日本固有種のギフチョウは「絶滅の危険が増大している種」として、環境省のレッドデータブックでは「絶滅危惧Ⅱ類」(危急種)に、亜種のヒメギフチョウは「現時点では絶滅危険度は小さいが、生息条件の変化によっては『絶滅危惧』に移行する可能性のある種」として「準絶滅危惧」(希少種)として分類されています。そんなギフチョウ、ヒメギフチョウに関連して、全国各地で幾つもの放蝶が報告されています。たくさん飼育したチョウを野外に放せば、結果的に個体数が増えて、絶滅危惧種ではなくなるのでしょうか。

「人為的に大量に放しても、結果的に増えることには繋がらなかった」という実験結果もあるようで、今年も北アルプス山麓で、同様の事例がありました。一つの事例を簡単に紹介します。


【ネズミにやられたヒメギフチョウの蛹:Sさんの事例】

生き残って羽化したSさんの飼育したヒメギフチョウ 庭のカタクリで吸蜜する2010年4月26日撮影

長野県北アルプス山麓に住むSさんは民宿を営んでいます。20年ほど前に、埼玉県に住む某大学の先生がスキーの合宿に訪れ、その折に、その先生が飼育しているチョウの食草のウスバサイシンが不足していると聞きました。その後Sさんは地元にある食草をその先生に送ってやり、お礼にヒメギフチョウの蛹10個体を送ってもらったことがきっかけで、自宅の庭でヒメギフチョウの飼育を始めました。

送って頂いた蛹の出所は不明ですが、それ以降Sさんは、失敗を繰り返しながら自宅の庭で飼育を続けています。

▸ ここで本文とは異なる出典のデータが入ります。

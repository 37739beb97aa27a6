//! Shared utilities.
//!
//! Row splitting for the manifest files, hashing, and test helpers.

pub mod csv;
pub mod hash;

#[cfg(test)]
pub mod testutil;
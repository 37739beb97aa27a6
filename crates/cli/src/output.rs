//! CLI output formatting utilities.
//!
//! Provides consistent formatting for terminal output including colored status
//! messages, human-readable byte/duration formatting, and Unicode symbols.

use std::time::Duration;

use anyhow::Context;
use clap::ValueEnum;
use owo_colors::{OwoColorize, Stream};

use wrangle_lib::resolve::{FormulaOutcome, MissingReason, Resolution};

#[derive(Debug, Clone, Copy, Default, ValueEnum)]
pub enum OutputFormat {
  #[default]
  Text,
  Json,
}

impl OutputFormat {
  pub fn is_json(self) -> bool {
    matches!(self, OutputFormat::Json)
  }
}

pub mod symbols {
  pub const SUCCESS: &str = "✓";
  pub const ERROR: &str = "✗";
  pub const WARNING: &str = "⚠";
  pub const INFO: &str = "•";
  pub const ARROW: &str = "→";
}

/// First 12 characters of `hash`, cut on a character boundary.
pub fn truncate_hash(hash: &str) -> &str {
  hash.char_indices().nth(12).map_or(hash, |(idx, _)| &hash[..idx])
}

pub fn format_bytes(bytes: u64) -> String {
  const KB: u64 = 1024;
  const MB: u64 = KB * 1024;
  const GB: u64 = MB * 1024;

  if bytes >= GB {
    format!("{:.1} GB", bytes as f64 / GB as f64)
  } else if bytes >= MB {
    format!("{:.1} MB", bytes as f64 / MB as f64)
  } else if bytes >= KB {
    format!("{:.1} KB", bytes as f64 / KB as f64)
  } else {
    format!("{} B", bytes)
  }
}

pub fn format_duration(duration: Duration) -> String {
  let secs = duration.as_secs();
  let millis = duration.subsec_millis();

  if secs >= 60 {
    format!("{}m {}s", secs / 60, secs % 60)
  } else if secs > 0 {
    format!("{}.{:02}s", secs, millis / 10)
  } else {
    format!("{}ms", millis)
  }
}

pub fn print_success(message: &str) {
  println!(
    "{} {}",
    symbols::SUCCESS.if_supports_color(Stream::Stdout, |s| s.green()),
    message
  );
}

pub fn print_error(message: &str) {
  eprintln!(
    "{} {}",
    symbols::ERROR.if_supports_color(Stream::Stderr, |s| s.red()),
    message.if_supports_color(Stream::Stderr, |s| s.red())
  );
}

pub fn print_warning(message: &str) {
  eprintln!(
    "{} {}",
    symbols::WARNING.if_supports_color(Stream::Stderr, |s| s.yellow()),
    message.if_supports_color(Stream::Stderr, |s| s.yellow())
  );
}

pub fn print_info(message: &str) {
  println!(
    "{} {}",
    symbols::INFO.if_supports_color(Stream::Stdout, |s| s.blue()),
    message
  );
}

pub fn print_stat(label: &str, value: &str) {
  println!(
    "  {}: {}",
    label.if_supports_color(Stream::Stdout, |s| s.dimmed()),
    value
  );
}

/// One line per formula: symbol, name, and what happened.
pub fn print_outcome(outcome: &FormulaOutcome) {
  let name = &outcome.formula.name;
  match &outcome.resolution {
    Resolution::Cached { filename } => println!(
      "  {} {} {}",
      symbols::SUCCESS.if_supports_color(Stream::Stdout, |s| s.green()),
      name,
      format!("(cached {})", filename).if_supports_color(Stream::Stdout, |s| s.dimmed())
    ),
    Resolution::Downloaded { filename, size, .. } => println!(
      "  {} {} {} {}",
      symbols::ARROW.if_supports_color(Stream::Stdout, |s| s.cyan()),
      name,
      filename,
      format!("({})", format_bytes(*size)).if_supports_color(Stream::Stdout, |s| s.dimmed())
    ),
    Resolution::Missing { reason } => {
      println!(
        "  {} {} {}",
        symbols::ERROR.if_supports_color(Stream::Stdout, |s| s.red()),
        name,
        format!("(missing: {})", reason).if_supports_color(Stream::Stdout, |s| s.dimmed())
      );
      if let MissingReason::DownloadFailed { attempts } = reason {
        for attempt in attempts {
          println!("      {}: {}", attempt.filename, attempt.error);
        }
      }
    }
  }
}

pub fn print_json<T: serde::Serialize>(value: &T) -> anyhow::Result<()> {
  let json = serde_json::to_string_pretty(value).context("Failed to serialize to JSON")?;
  println!("{}", json);
  Ok(())
}
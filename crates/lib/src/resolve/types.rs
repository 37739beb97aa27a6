//! Types for bottle resolution.
//!
//! This module defines the resolution options, the immutable catalog the
//! resolver reads from, and the per-formula terminal states it produces.

use std::path::PathBuf;

use serde::Serialize;

use crate::bottle::{AvailabilityIndex, FilenameDeriver};
use crate::consts::DEFAULT_PARALLELISM;
use crate::fetch::FetchOptions;
use crate::formula::{Formula, FormulaIndex};

/// Everything loaded from static inputs at startup. Read-only for the run.
#[derive(Debug, Clone, Default)]
pub struct Catalog {
  pub formulas: FormulaIndex,
  pub availability: AvailabilityIndex,
}

impl Catalog {
  pub fn new(formulas: FormulaIndex, availability: AvailabilityIndex) -> Self {
    Self { formulas, availability }
  }
}

/// Configuration for a resolution run.
#[derive(Debug, Clone)]
pub struct ResolveOptions {
  /// Acceptable distros, in preference order.
  pub distros: Vec<String>,
  /// Download destination, also used as the cache.
  pub dest_dir: PathBuf,
  /// Maximum formulas resolved concurrently.
  pub parallelism: usize,
  pub deriver: FilenameDeriver,
  pub fetch: FetchOptions,
}

impl ResolveOptions {
  pub fn new(distros: Vec<String>, dest_dir: impl Into<PathBuf>) -> Self {
    Self {
      distros,
      dest_dir: dest_dir.into(),
      parallelism: DEFAULT_PARALLELISM,
      deriver: FilenameDeriver::default(),
      fetch: FetchOptions::default(),
    }
  }
}

/// A download attempt that did not produce a bottle.
#[derive(Debug, Clone, PartialEq, Eq, Serialize)]
pub struct FailedAttempt {
  pub filename: String,
  pub error: String,
}

/// Why a formula ended up without a bottle.
#[derive(Debug, Clone, PartialEq, Eq, Serialize)]
#[serde(tag = "kind", rename_all = "snake_case")]
pub enum MissingReason {
  /// No explicit or inferable version, so no filename can be derived.
  NoVersion,
  /// No acceptable distro's filename is listed in the manifest.
  NotAvailable,
  /// Listed bottles exist but every download failed.
  DownloadFailed { attempts: Vec<FailedAttempt> },
  /// Anything else, e.g. the cache directory could not be inspected.
  Error { message: String },
}

impl std::fmt::Display for MissingReason {
  fn fmt(&self, f: &mut std::fmt::Formatter<'_>) -> std::fmt::Result {
    match self {
      MissingReason::NoVersion => write!(f, "no version"),
      MissingReason::NotAvailable => write!(f, "no hosted bottle"),
      MissingReason::DownloadFailed { attempts } => write!(f, "{} download(s) failed", attempts.len()),
      MissingReason::Error { message } => write!(f, "{}", message),
    }
  }
}

/// Terminal state of one formula.
#[derive(Debug, Clone, PartialEq, Eq, Serialize)]
#[serde(tag = "state", rename_all = "snake_case")]
pub enum Resolution {
  Cached { filename: String },
  Downloaded { filename: String, url: String, size: u64 },
  Missing { reason: MissingReason },
}

/// Terminal state without its details.
#[derive(Debug, Clone, Copy, PartialEq, Eq, Hash, Serialize)]
#[serde(rename_all = "snake_case")]
pub enum State {
  Cached,
  Downloaded,
  Missing,
}

impl Resolution {
  pub fn state(&self) -> State {
    match self {
      Resolution::Cached { .. } => State::Cached,
      Resolution::Downloaded { .. } => State::Downloaded,
      Resolution::Missing { .. } => State::Missing,
    }
  }

  pub fn is_missing(&self) -> bool {
    self.state() == State::Missing
  }
}

/// One needed formula and how it was resolved.
#[derive(Debug, Clone, Serialize)]
pub struct FormulaOutcome {
  pub formula: Formula,
  pub resolution: Resolution,
}

/// Result of a resolution run.
#[derive(Debug, Clone, Default, Serialize)]
pub struct ResolveReport {
  /// Outcomes in the order the formulas were requested.
  pub outcomes: Vec<FormulaOutcome>,
  /// Requested names with no formula definition.
  pub unresolved: Vec<String>,
}

impl ResolveReport {
  /// Formulas that need a source build, in request order.
  pub fn missing(&self) -> Vec<&Formula> {
    self
      .outcomes
      .iter()
      .filter(|o| o.resolution.is_missing())
      .map(|o| &o.formula)
      .collect()
  }

  pub fn count(&self, state: State) -> usize {
    self.outcomes.iter().filter(|o| o.resolution.state() == state).count()
  }

  /// `(name, state)` pairs in request order.
  pub fn states(&self) -> Vec<(&str, State)> {
    self
      .outcomes
      .iter()
      .map(|o| (o.formula.name.as_str(), o.resolution.state()))
      .collect()
  }
}
//! Bottle resolution.
//!
//! For every needed formula the resolver ends in one of three states:
//!
//! 1. `Cached`: a non-empty bottle for an acceptable distro is already in
//!    the destination directory
//! 2. `Downloaded`: distros are tried in order; the first bottle listed in
//!    the manifest that downloads successfully wins
//! 3. `Missing`: nothing could be found or fetched; the formula is handed to
//!    the build fallback
//!
//! Formulas are resolved concurrently, bounded by a semaphore. Downloads of
//! the same filename are serialized, and the cache is re-checked once the
//! filename lock is held, so repeated entries never download twice.

pub mod types;

use std::collections::HashMap;
use std::io::ErrorKind;
use std::path::Path;
use std::sync::Arc;

use tokio::sync::{Mutex, Semaphore};
use tokio::task::JoinSet;
use tracing::{debug, error, info, warn};

use crate::cache::{CacheError, CacheProbe};
use crate::fetch::{BottleFetcher, FetchError};
use crate::formula::Formula;
use crate::platform::NeededFormulas;

pub use types::{
  Catalog, FailedAttempt, FormulaOutcome, MissingReason, Resolution, ResolveOptions, ResolveReport, State,
};

/// Per-filename download locks.
#[derive(Debug, Default)]
struct InflightDownloads {
  locks: Mutex<HashMap<String, Arc<Mutex<()>>>>,
}

impl InflightDownloads {
  async fn lock_for(&self, filename: &str) -> Arc<Mutex<()>> {
    let mut locks = self.locks.lock().await;
    locks.entry(filename.to_string()).or_default().clone()
  }
}

/// Resolves needed formulas to cached or downloaded bottles.
#[derive(Debug, Clone)]
pub struct Resolver {
  catalog: Arc<Catalog>,
  options: Arc<ResolveOptions>,
  fetcher: BottleFetcher,
  inflight: Arc<InflightDownloads>,
}

impl Resolver {
  pub fn new(catalog: Arc<Catalog>, options: ResolveOptions) -> Result<Self, FetchError> {
    let fetcher = BottleFetcher::new(&options.fetch)?;
    Ok(Self {
      catalog,
      options: Arc::new(options),
      fetcher,
      inflight: Arc::default(),
    })
  }

  /// Resolve every needed formula.
  ///
  /// Never fails as a whole: per-formula problems are captured in that
  /// formula's [`Resolution`], and unknown names in
  /// [`ResolveReport::unresolved`].
  pub async fn resolve(&self, needed: &NeededFormulas) -> ResolveReport {
    info!(
      formulas = needed.len(),
      distros = ?self.options.distros,
      dest = %self.options.dest_dir.display(),
      "resolving bottles"
    );

    let semaphore = Arc::new(Semaphore::new(self.options.parallelism.max(1)));
    let mut join_set = JoinSet::new();
    let mut task_slots = HashMap::new();
    let mut slots: Vec<Option<FormulaOutcome>> = vec![None; needed.len()];
    let mut unresolved = Vec::new();

    for (idx, name) in needed.names().iter().enumerate() {
      let Some(formula) = self.catalog.formulas.get(name) else {
        error!(formula = %name, "formula file not found");
        unresolved.push(name.clone());
        continue;
      };

      let resolver = self.clone();
      let formula = formula.clone();
      let semaphore = semaphore.clone();
      let handle = join_set.spawn(async move {
        let _permit = semaphore.acquire().await.ok();
        let resolution = resolver.resolve_formula(&formula).await;
        (idx, FormulaOutcome { formula, resolution })
      });
      task_slots.insert(handle.id(), (idx, name.clone()));
    }

    while let Some(joined) = join_set.join_next_with_id().await {
      match joined {
        Ok((_, (idx, outcome))) => slots[idx] = Some(outcome),
        Err(e) => {
          let Some((idx, name)) = task_slots.get(&e.id()) else {
            error!(error = %e, "resolution task failed");
            continue;
          };
          error!(formula = %name, error = %e, "resolution task panicked");
          if let Some(formula) = self.catalog.formulas.get(name) {
            slots[*idx] = Some(FormulaOutcome {
              formula: formula.clone(),
              resolution: Resolution::Missing {
                reason: MissingReason::Error { message: e.to_string() },
              },
            });
          }
        }
      }
    }

    let report = ResolveReport {
      outcomes: slots.into_iter().flatten().collect(),
      unresolved,
    };

    info!(
      cached = report.count(State::Cached),
      downloaded = report.count(State::Downloaded),
      missing = report.count(State::Missing),
      unresolved = report.unresolved.len(),
      "resolution complete"
    );

    report
  }

  /// Run the cache / download / missing state machine for one formula.
  pub async fn resolve_formula(&self, formula: &Formula) -> Resolution {
    let options = &self.options;
    let probe = CacheProbe::new(&options.deriver, &options.dest_dir);

    match probe.probe(formula, &options.distros).await {
      Ok(Some(cached)) => return Resolution::Cached { filename: cached.filename },
      Ok(None) => {}
      Err(CacheError::Filename(e)) => {
        warn!(formula = %formula.name, error = %e, "cannot derive bottle filename");
        return Resolution::Missing {
          reason: MissingReason::NoVersion,
        };
      }
      Err(e) => {
        warn!(formula = %formula.name, error = %e, "cache probe failed");
        return Resolution::Missing {
          reason: MissingReason::Error { message: e.to_string() },
        };
      }
    }

    let mut attempts = Vec::new();
    for distro in &options.distros {
      let filename = match options.deriver.derive(formula, distro) {
        Ok(filename) => filename,
        Err(e) => {
          warn!(formula = %formula.name, error = %e, "cannot derive bottle filename");
          return Resolution::Missing {
            reason: MissingReason::NoVersion,
          };
        }
      };

      let Some(record) = self.catalog.availability.lookup(&filename) else {
        debug!(filename = %filename, "bottle not listed");
        continue;
      };

      let lock = self.inflight.lock_for(&filename).await;
      let _guard = lock.lock().await;

      if let Some(size) = non_empty_size(&options.dest_dir.join(&filename)).await {
        debug!(filename = %filename, size, "bottle landed while waiting");
        return Resolution::Cached { filename };
      }

      match self
        .fetcher
        .fetch(self.catalog.availability.hosts(), record, &options.dest_dir)
        .await
      {
        Ok(fetched) => {
          return Resolution::Downloaded {
            filename,
            url: fetched.url,
            size: fetched.size,
          };
        }
        Err(e) => {
          warn!(formula = %formula.name, filename = %filename, error = %e, "bottle download failed");
          attempts.push(FailedAttempt {
            filename,
            error: e.to_string(),
          });
        }
      }
    }

    let reason = if attempts.is_empty() {
      MissingReason::NotAvailable
    } else {
      MissingReason::DownloadFailed { attempts }
    };
    info!(formula = %formula, reason = %reason, "bottle not found");
    Resolution::Missing { reason }
  }
}

async fn non_empty_size(path: &Path) -> Option<u64> {
  match tokio::fs::metadata(path).await {
    Ok(metadata) if metadata.is_file() && metadata.len() > 0 => Some(metadata.len()),
    Ok(_) => None,
    Err(e) if e.kind() == ErrorKind::NotFound => None,
    Err(e) => {
      debug!(path = %path.display(), error = %e, "could not stat bottle");
      None
    }
  }
}
use anyhow::Result;

use crate::args::PlatformArgs;
use crate::output::{OutputFormat, print_json};

pub fn cmd_platform(args: &PlatformArgs, output: OutputFormat) -> Result<()> {
  let platform = args.platform()?;
  let distros = args.distros(&platform);

  if output.is_json() {
    return print_json(&serde_json::json!({
      "platform": platform.as_str(),
      "distros": distros,
      "formulas_manifest": platform.formulas_manifest_name(),
    }));
  }

  println!("Platform: {}", platform);
  println!("Distros: {}", distros.join(", "));
  println!("Formulas manifest: {}", platform.formulas_manifest_name());
  Ok(())
}
use predicates::prelude::*;

use super::common::{BOTTLE_BODY, TestEnv, sha256_hex};

const ZLIB_LINUX: &str = "zlib-1.2.11.x86_64_linux.bottle.tar.gz";

#[test]
fn fetch_downloads_listed_bottle() {
  let mut server = mockito::Server::new();
  let mock = server
    .mock("GET", format!("/{}", ZLIB_LINUX).as_str())
    .with_body(BOTTLE_BODY)
    .expect(1)
    .create();

  let env = TestEnv::new();
  env.write_manifest(&server.url(), &[(ZLIB_LINUX, &sha256_hex(BOTTLE_BODY))]);

  env
    .wrangle_cmd()
    .arg("fetch")
    .assert()
    .success()
    .stdout(predicate::str::contains(ZLIB_LINUX))
    .stdout(predicate::str::contains("Downloaded: 1"))
    .stdout(predicate::str::contains("Missing: 2"));

  mock.assert();
  let written = std::fs::read(env.dest_dir().join(ZLIB_LINUX)).unwrap();
  assert_eq!(written, BOTTLE_BODY);
}

#[test]
fn fetch_uses_cached_bottle() {
  let mut server = mockito::Server::new();
  let mock = server.mock("GET", mockito::Matcher::Any).expect(0).create();

  let env = TestEnv::new();
  env.write_manifest(&server.url(), &[(ZLIB_LINUX, &sha256_hex(BOTTLE_BODY))]);
  env.write_file(&format!("build/{}", ZLIB_LINUX), "already here");

  env
    .wrangle_cmd()
    .arg("fetch")
    .assert()
    .success()
    .stdout(predicate::str::contains("cached"))
    .stdout(predicate::str::contains("Cached: 1"));

  mock.assert();
}

#[test]
fn fetch_rejects_hash_mismatch() {
  let mut server = mockito::Server::new();
  server
    .mock("GET", format!("/{}", ZLIB_LINUX).as_str())
    .with_body(b"tampered")
    .create();

  let env = TestEnv::new();
  env.write_manifest(&server.url(), &[(ZLIB_LINUX, &sha256_hex(BOTTLE_BODY))]);

  env
    .wrangle_cmd()
    .arg("fetch")
    .assert()
    .success()
    .stdout(predicate::str::contains("download(s) failed"))
    .stdout(predicate::str::contains("Missing: 3"));

  assert!(!env.dest_dir().join(ZLIB_LINUX).exists());
}

#[test]
fn fetch_no_verify_accepts_any_body() {
  let mut server = mockito::Server::new();
  server
    .mock("GET", format!("/{}", ZLIB_LINUX).as_str())
    .with_body(b"tampered")
    .create();

  let env = TestEnv::new();
  env.write_manifest(&server.url(), &[(ZLIB_LINUX, &sha256_hex(BOTTLE_BODY))]);

  env
    .wrangle_cmd()
    .args(["fetch", "--no-verify"])
    .assert()
    .success()
    .stdout(predicate::str::contains("Downloaded: 1"));
}

#[test]
fn fetch_reports_unknown_formulas() {
  let server = mockito::Server::new();
  let env = TestEnv::new();
  env.write_manifest(&server.url(), &[]);
  env.write_file("provision/linux-formulas.csv", "tool,zlib\ntool,ghost\n");

  env
    .wrangle_cmd()
    .arg("fetch")
    .assert()
    .success()
    .stderr(predicate::str::contains("Formula file not found for 'ghost'"))
    .stdout(predicate::str::contains("Unknown formulas: 1"));
}

#[test]
fn fetch_hands_missing_to_build_tool() {
  let server = mockito::Server::new();
  let env = TestEnv::new();
  env.write_manifest(&server.url(), &[]);
  env.write_file("provision/linux-formulas.csv", "dep,curl\n");

  env
    .wrangle_cmd()
    .args(["fetch", "--build-tool", "true"])
    .assert()
    .success()
    .stdout(predicate::str::contains("Built bottle curl"));
}

#[test]
fn fetch_lists_missing_without_build_tool() {
  let server = mockito::Server::new();
  let env = TestEnv::new();
  env.write_manifest(&server.url(), &[]);

  env
    .wrangle_cmd()
    .arg("fetch")
    .assert()
    .success()
    .stdout(predicate::str::contains("Building bottle curl"))
    .stderr(predicate::str::contains("need a source build"));
}

#[test]
fn fetch_json_output_is_valid() {
  let server = mockito::Server::new();
  let env = TestEnv::new();
  env.write_manifest(&server.url(), &[]);

  let output = env.wrangle_cmd().args(["-o", "json", "fetch"]).output().unwrap();
  assert!(output.status.success());

  let value: serde_json::Value = serde_json::from_slice(&output.stdout).unwrap();
  assert_eq!(value["platform"], "linux");
  let outcomes = value["report"]["outcomes"].as_array().unwrap();
  let names: Vec<_> = outcomes.iter().map(|o| o["formula"]["name"].as_str().unwrap()).collect();
  assert_eq!(names, vec!["zlib", "curl", "mystery"]);
  assert_eq!(outcomes[2]["resolution"]["reason"]["kind"], "no_version");
  assert_eq!(value["builds"].as_array().unwrap().len(), 3);
}

#[test]
fn fetch_respects_types_filter() {
  let server = mockito::Server::new();
  let env = TestEnv::new();
  env.write_manifest(&server.url(), &[]);

  let output = env
    .wrangle_cmd()
    .args(["-o", "json", "fetch", "--types", "dep"])
    .output()
    .unwrap();
  let value: serde_json::Value = serde_json::from_slice(&output.stdout).unwrap();
  assert_eq!(value["report"]["outcomes"].as_array().unwrap().len(), 1);
}

#[test]
fn fetch_without_platform_manifest_fails() {
  let env = TestEnv::new();
  env.write_manifest("http://127.0.0.1:1", &[]);

  env
    .wrangle_cmd()
    .env("WRANGLE_PLATFORM", "solaris")
    .arg("fetch")
    .assert()
    .failure()
    .stderr(predicate::str::contains("solaris-formulas.csv"));
}
//! SHA-256 helpers for bottle verification.

use sha2::{Digest, Sha256};

use crate::consts::SHA256_HEX_LEN;

/// Lowercase hex SHA-256 of `bytes`.
pub fn hash_bytes(bytes: &[u8]) -> String {
  let mut hasher = Sha256::new();
  hasher.update(bytes);
  hex::encode(hasher.finalize())
}

/// Whether `s` looks like a hex SHA-256 digest. Manifest hashes that do not
/// are treated as unverifiable rather than as mismatches.
pub fn is_sha256_hex(s: &str) -> bool {
  s.len() == SHA256_HEX_LEN && s.bytes().all(|b| b.is_ascii_hexdigit())
}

自宅はギフチョウやヒメギフチョウの舞う山裾から200〜300mほど離れています。その自宅の庭に軽半ブロックでちょっとした囲いを作り、その中に落ち葉を入れて、そこが蛹の飼育場所となっています。雨が当らないようにすることもあるようですが「できるだけ自然に近い状態」を心掛けているそうです。

多い時にはその場所から500から600個体のチョウが一斉に舞いたち、そのチョウが近所の庭を訪れると「◯◯(Sさんの経営する民宿の屋号)のチョウが来た」と、近所の人から喜ばれたそうです。

食草のウスバサイシンも、吸蜜植物のカタクリも庭にあり、自宅続きの畑では、ウスバサイシンもカタクリも育苗ポットで殖やしています。雪が降るとその雪を蛹のある落ち葉の上に被せ、毎日のように手入れをして守って来ました。

ところが今年はSさんにとってショックなことが起きました。ネズミが、ヒメギフチョウの飼育場所の蛹の多くを食べてしまったのです。見せて頂くと、飼育場所の落ち葉の下には、穴の空いた黒い蛹の殻がたくさんあります。

「今年はたくさん雪があったため、ネズミの餌もなくなったのだろう。ネズミに大分やられた。蛹は1000以上あったのに」と、悲しそうでした。

昨年はブロックの囲いに寒冷斜を張り、100個体ほどがチョウになり「一挙に舞った」そうです。チョウの卵が幼虫になれば「雨が降っても槍が降っても、毎日3回新鮮な餌を取って来る」と言うほど、熱心に飼育していました。今年は落ち葉の中から集めたきれいな蛹20個体ほどを別の飼育箱に移しました。そのうち13個体が26日に羽化しました。

「生き残れるのは、自然の中では10匹いれば2、3%程度だが、人が手を加えると50%くらいだと思う」とSさんは言います。でも今年のネズミは予想外だったようです。Sさんの1000個体以上の蛹の飼育方法は、かえってネズミを呼ぶ結果となり、多くのチョウにはつながりませんでした。